» Saved data entries
○ ○ ○ ○
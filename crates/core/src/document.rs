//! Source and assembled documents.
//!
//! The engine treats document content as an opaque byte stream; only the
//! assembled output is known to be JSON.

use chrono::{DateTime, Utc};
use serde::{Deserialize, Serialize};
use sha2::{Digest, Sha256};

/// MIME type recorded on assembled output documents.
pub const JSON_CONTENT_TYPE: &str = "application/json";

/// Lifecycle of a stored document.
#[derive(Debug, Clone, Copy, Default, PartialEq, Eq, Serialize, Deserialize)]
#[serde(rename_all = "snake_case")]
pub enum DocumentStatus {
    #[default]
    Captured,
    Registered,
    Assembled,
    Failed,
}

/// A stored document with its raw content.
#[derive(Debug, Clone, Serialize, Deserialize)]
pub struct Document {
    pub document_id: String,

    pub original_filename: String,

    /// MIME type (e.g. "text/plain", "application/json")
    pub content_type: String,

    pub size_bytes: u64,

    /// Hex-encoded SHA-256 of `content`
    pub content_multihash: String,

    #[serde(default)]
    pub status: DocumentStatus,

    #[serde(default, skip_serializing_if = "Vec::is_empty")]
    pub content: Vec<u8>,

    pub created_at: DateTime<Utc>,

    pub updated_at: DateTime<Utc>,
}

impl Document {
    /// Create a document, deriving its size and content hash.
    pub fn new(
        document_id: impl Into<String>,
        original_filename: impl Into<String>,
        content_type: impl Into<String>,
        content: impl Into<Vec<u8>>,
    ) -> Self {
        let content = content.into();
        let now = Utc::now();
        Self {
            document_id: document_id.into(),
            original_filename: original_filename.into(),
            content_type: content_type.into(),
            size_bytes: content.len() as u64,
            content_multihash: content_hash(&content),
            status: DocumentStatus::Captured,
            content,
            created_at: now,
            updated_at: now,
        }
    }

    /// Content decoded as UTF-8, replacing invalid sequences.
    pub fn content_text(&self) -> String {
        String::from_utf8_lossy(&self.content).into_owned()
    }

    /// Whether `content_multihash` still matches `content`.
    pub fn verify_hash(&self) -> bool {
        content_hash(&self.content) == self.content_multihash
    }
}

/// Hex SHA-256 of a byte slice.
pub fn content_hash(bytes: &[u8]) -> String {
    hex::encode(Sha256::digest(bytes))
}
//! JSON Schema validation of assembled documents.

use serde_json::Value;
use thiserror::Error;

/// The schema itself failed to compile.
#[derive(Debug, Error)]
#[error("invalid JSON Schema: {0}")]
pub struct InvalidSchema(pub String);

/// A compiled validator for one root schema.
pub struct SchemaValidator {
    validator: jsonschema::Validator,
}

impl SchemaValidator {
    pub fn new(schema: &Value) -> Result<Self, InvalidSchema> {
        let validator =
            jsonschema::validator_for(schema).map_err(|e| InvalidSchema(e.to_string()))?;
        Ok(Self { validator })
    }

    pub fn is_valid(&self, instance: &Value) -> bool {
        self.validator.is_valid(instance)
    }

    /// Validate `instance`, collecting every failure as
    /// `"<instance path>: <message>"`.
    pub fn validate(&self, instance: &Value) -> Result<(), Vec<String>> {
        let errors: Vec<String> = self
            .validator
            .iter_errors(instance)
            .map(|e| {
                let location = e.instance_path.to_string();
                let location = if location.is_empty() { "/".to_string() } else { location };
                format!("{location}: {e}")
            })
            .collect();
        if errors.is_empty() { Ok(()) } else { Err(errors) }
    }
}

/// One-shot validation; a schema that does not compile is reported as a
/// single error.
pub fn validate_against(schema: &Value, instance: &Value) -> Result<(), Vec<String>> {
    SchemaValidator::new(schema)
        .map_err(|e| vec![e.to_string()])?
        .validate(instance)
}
○ ○ ○ ○
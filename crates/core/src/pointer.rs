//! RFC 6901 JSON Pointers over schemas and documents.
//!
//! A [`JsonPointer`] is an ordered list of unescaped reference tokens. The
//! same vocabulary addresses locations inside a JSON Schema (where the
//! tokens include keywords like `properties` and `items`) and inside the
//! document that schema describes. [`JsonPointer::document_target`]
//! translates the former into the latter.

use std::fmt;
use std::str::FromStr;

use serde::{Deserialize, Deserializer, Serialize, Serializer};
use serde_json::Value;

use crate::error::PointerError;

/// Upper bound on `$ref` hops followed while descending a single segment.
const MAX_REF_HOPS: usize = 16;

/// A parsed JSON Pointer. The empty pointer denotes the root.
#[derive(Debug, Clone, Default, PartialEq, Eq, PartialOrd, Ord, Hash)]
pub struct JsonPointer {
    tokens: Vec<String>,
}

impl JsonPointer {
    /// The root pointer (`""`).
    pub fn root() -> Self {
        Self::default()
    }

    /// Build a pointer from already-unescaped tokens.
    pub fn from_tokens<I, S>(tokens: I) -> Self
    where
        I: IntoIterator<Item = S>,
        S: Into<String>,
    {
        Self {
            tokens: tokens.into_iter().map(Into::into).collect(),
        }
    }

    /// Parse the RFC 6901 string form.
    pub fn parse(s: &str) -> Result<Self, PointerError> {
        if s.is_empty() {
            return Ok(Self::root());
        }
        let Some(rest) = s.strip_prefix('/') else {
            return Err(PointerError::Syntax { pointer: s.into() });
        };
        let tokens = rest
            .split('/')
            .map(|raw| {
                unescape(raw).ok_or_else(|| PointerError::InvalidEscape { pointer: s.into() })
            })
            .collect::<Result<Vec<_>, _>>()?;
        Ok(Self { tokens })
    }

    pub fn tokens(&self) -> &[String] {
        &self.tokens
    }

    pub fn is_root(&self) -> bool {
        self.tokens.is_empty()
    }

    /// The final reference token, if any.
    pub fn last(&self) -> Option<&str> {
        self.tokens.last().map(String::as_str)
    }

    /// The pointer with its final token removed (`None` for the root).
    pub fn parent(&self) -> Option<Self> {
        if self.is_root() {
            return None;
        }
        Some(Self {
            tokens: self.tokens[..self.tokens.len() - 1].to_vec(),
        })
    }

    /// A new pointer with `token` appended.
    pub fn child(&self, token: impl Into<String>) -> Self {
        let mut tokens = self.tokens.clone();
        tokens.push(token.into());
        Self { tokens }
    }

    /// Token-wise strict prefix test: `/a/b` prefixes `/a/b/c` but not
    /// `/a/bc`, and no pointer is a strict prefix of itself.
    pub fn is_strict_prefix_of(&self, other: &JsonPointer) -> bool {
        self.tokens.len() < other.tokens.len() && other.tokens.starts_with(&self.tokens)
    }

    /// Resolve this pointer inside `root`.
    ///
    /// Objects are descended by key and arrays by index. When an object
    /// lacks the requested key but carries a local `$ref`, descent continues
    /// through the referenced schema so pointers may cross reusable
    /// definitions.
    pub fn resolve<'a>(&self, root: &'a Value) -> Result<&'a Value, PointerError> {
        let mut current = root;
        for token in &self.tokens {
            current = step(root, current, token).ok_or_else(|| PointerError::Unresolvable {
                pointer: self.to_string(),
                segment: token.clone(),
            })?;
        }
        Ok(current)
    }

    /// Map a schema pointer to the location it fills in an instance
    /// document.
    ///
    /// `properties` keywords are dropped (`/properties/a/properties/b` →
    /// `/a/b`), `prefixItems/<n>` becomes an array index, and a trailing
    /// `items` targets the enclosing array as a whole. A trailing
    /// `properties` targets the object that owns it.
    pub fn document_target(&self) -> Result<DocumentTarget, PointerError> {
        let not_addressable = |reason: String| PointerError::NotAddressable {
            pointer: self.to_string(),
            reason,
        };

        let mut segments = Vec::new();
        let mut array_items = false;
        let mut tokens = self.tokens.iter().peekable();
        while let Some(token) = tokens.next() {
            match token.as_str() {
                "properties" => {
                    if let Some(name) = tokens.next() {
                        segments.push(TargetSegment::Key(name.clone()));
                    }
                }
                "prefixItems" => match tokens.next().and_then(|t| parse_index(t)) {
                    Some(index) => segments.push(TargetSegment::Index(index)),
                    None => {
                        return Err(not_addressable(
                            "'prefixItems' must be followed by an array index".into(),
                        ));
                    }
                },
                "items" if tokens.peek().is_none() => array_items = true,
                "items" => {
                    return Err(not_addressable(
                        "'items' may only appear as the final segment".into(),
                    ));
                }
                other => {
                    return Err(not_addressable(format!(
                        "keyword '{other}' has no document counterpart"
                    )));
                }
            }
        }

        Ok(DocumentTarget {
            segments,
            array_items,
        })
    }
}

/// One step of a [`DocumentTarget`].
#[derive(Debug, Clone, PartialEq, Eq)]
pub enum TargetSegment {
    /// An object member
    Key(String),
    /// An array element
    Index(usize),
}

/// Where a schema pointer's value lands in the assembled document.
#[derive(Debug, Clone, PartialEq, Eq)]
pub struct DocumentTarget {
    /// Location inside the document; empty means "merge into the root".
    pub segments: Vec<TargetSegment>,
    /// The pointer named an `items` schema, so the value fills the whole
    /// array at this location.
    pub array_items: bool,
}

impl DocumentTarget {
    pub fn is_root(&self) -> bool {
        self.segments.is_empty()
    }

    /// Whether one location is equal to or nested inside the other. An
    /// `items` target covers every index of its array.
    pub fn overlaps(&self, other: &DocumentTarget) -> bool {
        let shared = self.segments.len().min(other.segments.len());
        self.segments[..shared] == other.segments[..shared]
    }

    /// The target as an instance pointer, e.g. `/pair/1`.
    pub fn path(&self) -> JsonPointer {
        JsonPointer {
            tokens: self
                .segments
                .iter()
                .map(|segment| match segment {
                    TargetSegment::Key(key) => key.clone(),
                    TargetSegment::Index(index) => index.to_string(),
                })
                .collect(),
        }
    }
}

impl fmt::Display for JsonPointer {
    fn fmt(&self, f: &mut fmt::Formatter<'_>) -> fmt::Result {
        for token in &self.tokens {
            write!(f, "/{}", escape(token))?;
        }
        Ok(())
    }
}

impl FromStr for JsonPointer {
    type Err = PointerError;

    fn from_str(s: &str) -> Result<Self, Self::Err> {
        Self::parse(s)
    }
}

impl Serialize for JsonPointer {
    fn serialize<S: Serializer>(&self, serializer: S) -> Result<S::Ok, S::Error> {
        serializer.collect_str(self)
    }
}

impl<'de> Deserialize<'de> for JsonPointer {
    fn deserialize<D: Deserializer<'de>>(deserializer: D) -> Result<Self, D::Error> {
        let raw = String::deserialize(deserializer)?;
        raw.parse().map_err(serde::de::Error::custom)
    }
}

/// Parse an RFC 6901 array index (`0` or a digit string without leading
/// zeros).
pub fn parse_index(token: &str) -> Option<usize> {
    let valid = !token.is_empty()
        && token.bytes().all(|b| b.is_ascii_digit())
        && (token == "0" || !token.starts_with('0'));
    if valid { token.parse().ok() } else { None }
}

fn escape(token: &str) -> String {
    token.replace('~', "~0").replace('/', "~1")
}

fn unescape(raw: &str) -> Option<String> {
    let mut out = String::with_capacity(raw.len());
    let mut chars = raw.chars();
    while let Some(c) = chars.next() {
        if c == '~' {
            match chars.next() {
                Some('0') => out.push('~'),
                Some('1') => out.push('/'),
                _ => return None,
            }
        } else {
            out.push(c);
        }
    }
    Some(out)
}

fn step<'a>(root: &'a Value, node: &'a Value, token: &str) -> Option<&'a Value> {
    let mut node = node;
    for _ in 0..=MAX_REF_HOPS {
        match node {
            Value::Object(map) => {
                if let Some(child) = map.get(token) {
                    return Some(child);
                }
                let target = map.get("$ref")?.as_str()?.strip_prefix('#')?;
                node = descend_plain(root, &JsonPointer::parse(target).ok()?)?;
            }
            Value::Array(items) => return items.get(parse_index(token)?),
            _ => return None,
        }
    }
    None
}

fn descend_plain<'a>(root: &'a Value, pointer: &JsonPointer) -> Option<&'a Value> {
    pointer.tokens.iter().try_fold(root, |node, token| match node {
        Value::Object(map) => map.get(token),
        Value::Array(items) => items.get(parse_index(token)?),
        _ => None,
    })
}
○ ○ ○ ○
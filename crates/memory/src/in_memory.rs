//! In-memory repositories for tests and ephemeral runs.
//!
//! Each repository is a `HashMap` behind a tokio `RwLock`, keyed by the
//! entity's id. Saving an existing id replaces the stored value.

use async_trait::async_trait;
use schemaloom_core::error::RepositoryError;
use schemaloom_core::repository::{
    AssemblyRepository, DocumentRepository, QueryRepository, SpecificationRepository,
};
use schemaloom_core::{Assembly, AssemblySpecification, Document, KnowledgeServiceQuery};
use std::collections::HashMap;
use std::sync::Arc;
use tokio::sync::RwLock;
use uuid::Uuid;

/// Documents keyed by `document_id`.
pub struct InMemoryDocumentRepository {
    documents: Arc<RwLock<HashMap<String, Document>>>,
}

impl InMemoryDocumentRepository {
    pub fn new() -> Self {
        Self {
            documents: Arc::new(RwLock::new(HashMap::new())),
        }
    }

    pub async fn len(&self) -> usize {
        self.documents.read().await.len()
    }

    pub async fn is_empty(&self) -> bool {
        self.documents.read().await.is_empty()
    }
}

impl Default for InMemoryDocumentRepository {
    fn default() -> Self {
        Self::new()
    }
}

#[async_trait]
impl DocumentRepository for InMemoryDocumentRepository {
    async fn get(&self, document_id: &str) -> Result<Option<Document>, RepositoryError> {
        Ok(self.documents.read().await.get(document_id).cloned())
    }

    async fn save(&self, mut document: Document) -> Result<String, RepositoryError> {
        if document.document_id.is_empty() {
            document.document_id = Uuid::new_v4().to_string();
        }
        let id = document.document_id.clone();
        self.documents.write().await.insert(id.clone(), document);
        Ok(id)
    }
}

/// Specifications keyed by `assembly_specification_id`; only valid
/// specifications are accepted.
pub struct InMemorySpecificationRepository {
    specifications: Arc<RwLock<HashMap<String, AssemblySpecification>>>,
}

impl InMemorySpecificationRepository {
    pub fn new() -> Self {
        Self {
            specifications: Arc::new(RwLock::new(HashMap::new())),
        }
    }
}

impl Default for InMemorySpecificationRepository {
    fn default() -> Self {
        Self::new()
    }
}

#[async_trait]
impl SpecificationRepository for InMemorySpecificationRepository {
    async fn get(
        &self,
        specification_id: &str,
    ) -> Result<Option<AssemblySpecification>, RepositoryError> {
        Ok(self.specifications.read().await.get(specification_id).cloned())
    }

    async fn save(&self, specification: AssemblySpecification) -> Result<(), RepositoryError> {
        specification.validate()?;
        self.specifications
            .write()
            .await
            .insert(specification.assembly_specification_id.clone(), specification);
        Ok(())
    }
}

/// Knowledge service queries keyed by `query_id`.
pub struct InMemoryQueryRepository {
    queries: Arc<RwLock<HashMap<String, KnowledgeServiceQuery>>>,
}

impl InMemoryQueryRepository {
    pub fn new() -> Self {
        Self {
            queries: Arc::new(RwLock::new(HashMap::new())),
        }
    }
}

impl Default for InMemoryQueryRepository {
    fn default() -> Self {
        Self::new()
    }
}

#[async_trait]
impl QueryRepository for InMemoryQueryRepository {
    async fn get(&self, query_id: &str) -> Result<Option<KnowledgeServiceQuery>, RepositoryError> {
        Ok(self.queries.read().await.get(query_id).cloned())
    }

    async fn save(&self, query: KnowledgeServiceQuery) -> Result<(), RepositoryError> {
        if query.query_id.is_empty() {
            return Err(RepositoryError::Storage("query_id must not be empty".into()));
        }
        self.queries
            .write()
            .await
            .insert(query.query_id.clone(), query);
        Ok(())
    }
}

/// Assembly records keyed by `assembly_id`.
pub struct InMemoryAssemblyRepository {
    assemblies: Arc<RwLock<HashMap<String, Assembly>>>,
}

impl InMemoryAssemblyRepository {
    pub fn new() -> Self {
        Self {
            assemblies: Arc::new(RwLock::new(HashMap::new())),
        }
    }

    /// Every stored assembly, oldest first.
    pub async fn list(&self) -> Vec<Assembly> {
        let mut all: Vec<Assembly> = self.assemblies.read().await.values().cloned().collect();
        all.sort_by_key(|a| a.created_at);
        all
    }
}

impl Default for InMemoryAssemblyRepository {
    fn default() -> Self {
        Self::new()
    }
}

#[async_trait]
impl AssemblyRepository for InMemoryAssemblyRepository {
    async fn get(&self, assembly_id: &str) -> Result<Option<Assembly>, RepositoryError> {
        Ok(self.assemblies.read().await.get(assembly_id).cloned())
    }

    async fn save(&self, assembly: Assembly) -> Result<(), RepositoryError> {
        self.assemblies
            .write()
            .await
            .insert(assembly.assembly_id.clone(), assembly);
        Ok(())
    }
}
○ ○ ○ ○
The number of lines above where the word "followed" occurs, and only that number, is the answer.

2